# Task directions:
Nothing but a number is wanted here: the count of lines in the data holding the word "Instant".

** The data follows **

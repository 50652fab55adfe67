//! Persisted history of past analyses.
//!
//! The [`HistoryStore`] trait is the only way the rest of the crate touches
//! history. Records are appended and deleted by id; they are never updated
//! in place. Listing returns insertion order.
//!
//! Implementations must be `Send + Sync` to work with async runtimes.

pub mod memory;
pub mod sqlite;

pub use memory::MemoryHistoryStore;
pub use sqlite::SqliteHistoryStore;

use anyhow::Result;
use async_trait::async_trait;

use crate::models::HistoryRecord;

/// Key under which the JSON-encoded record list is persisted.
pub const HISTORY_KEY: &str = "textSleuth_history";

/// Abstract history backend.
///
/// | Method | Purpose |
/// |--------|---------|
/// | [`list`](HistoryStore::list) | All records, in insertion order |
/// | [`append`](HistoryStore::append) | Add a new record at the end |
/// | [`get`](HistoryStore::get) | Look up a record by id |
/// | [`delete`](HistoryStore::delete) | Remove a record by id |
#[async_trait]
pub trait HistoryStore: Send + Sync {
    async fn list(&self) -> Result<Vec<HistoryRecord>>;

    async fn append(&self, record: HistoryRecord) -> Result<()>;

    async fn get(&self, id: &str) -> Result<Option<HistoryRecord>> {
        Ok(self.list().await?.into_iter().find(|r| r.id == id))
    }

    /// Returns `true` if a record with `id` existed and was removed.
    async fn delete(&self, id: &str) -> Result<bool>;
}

** End of The data **
** The data follows **

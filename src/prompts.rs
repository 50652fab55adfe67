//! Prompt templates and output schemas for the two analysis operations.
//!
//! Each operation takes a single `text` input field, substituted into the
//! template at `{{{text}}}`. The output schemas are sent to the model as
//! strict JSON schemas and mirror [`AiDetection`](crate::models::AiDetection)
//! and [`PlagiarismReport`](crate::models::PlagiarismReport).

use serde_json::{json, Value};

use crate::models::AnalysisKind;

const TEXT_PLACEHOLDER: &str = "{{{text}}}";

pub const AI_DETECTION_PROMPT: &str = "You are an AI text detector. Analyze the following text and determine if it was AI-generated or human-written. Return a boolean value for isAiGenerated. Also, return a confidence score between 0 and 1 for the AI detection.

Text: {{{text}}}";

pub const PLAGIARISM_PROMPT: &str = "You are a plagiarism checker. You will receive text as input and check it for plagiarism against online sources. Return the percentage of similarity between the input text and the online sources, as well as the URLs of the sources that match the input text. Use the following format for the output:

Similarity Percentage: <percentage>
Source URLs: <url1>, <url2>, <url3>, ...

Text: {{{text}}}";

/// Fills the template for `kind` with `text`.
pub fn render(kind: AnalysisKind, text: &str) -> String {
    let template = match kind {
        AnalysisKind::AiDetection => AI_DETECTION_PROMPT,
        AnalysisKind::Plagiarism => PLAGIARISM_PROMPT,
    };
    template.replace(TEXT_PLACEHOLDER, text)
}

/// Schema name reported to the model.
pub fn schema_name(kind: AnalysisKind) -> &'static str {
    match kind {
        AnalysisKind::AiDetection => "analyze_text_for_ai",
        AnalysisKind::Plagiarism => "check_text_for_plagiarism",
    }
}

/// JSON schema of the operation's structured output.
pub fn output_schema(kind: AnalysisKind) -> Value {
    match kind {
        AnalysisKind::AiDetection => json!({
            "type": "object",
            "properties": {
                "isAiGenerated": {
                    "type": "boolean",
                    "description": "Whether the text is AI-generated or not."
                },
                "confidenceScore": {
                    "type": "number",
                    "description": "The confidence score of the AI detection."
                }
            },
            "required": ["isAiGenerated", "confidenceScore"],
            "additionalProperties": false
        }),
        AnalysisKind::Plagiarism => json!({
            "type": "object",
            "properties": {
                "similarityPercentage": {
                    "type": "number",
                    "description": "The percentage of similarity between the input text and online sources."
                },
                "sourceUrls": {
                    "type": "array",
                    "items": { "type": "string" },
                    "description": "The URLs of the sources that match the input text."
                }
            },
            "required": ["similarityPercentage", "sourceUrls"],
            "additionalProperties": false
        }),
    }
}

** End of The data **
** The data follows **

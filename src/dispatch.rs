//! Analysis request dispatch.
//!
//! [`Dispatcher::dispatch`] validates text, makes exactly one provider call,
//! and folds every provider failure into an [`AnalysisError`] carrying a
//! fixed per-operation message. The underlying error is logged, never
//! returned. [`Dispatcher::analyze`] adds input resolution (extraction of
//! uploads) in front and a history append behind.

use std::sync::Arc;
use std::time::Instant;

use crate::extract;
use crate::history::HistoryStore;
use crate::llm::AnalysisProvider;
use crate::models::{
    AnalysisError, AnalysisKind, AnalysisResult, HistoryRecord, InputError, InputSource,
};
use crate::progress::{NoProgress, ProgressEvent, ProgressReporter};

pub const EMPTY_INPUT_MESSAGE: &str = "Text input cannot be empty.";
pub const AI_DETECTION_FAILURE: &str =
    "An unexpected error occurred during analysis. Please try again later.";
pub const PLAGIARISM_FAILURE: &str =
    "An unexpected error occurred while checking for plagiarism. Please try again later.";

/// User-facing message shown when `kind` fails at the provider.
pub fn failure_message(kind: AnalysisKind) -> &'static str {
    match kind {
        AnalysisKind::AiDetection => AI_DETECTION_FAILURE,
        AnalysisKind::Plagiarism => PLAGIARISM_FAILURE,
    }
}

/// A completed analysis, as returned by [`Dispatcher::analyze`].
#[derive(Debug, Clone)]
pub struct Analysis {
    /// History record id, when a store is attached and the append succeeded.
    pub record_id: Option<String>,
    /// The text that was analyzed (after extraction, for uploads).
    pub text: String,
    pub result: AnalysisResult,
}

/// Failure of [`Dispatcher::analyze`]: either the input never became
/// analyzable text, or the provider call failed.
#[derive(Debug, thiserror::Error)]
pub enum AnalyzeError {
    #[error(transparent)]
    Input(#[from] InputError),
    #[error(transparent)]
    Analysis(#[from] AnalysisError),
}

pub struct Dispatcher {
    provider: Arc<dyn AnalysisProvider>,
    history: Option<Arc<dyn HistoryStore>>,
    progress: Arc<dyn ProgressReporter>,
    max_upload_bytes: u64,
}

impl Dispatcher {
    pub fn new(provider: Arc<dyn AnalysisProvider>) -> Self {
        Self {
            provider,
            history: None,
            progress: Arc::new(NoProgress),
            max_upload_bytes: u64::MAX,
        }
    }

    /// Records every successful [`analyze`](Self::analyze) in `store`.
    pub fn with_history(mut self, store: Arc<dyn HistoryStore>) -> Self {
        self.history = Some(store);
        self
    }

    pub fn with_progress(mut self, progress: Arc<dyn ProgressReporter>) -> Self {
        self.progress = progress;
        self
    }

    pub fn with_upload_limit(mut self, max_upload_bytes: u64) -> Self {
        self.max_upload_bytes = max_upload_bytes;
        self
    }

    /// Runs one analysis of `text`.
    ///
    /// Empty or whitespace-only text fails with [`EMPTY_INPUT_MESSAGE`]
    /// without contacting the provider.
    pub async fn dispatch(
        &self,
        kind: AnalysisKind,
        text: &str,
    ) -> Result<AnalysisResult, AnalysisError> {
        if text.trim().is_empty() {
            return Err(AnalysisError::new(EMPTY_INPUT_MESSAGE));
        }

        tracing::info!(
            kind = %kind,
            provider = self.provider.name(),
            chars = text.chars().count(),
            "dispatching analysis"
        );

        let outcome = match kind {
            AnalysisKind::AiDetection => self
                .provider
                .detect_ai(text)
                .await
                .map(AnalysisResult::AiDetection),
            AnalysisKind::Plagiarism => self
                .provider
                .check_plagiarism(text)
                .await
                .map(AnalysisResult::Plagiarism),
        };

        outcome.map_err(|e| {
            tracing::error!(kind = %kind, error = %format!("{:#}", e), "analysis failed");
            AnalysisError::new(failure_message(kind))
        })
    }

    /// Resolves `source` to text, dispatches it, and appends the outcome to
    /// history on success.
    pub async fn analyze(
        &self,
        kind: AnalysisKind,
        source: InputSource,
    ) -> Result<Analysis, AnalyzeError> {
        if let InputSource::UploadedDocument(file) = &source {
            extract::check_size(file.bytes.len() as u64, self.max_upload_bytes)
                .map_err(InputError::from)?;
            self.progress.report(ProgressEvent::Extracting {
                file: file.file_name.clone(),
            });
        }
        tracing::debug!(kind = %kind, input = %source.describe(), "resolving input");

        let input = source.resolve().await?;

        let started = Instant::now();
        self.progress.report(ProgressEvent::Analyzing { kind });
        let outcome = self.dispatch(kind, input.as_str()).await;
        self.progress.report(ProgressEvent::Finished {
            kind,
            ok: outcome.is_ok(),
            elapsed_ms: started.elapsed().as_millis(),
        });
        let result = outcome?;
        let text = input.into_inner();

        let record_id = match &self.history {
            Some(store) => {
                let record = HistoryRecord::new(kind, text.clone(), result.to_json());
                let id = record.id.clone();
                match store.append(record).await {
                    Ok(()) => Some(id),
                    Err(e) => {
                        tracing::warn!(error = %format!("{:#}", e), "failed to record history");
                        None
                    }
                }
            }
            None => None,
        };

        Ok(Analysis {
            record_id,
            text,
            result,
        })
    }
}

** End of The data **

# Written reply:
2